• Exercise:
Retype, exactly and only, each line from the one containing "rows.reverse();" to the end of the records below.

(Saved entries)
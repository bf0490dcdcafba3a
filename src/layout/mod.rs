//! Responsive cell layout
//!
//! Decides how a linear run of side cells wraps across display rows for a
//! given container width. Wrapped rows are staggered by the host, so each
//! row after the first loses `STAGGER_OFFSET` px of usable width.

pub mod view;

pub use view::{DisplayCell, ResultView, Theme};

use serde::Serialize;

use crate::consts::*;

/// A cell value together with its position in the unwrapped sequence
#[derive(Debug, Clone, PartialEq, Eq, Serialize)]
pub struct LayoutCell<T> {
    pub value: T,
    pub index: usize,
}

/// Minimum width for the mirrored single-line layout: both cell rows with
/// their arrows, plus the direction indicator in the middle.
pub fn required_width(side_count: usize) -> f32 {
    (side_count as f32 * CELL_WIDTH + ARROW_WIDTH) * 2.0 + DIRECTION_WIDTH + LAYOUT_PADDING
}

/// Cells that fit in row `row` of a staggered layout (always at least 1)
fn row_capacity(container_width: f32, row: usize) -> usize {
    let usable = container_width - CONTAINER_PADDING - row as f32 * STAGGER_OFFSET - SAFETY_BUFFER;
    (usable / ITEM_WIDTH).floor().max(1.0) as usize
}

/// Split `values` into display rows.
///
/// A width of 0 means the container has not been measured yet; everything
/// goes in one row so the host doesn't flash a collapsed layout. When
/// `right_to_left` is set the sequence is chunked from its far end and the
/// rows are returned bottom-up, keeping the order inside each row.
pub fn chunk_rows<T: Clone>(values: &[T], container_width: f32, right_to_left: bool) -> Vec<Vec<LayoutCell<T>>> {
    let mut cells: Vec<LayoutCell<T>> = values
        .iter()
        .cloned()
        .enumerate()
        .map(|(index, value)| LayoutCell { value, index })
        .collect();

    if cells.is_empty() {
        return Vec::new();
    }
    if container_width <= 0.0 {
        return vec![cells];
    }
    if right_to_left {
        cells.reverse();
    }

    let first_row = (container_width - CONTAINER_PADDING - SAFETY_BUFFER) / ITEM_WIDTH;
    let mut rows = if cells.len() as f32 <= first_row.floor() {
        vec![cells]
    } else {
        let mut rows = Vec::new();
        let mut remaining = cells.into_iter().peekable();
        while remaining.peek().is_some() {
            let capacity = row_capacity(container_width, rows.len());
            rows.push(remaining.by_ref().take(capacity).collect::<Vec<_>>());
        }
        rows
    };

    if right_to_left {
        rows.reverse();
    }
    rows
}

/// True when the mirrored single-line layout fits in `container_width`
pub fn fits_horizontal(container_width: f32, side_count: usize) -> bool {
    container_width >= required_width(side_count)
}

• Output:
        rows.reverse();
    }
    rows
}

/// True when the mirrored single-line layout fits in `container_width`
pub fn fits_horizontal(container_width: f32, side_count: usize) -> bool {
    container_width >= required_width(side_count)
}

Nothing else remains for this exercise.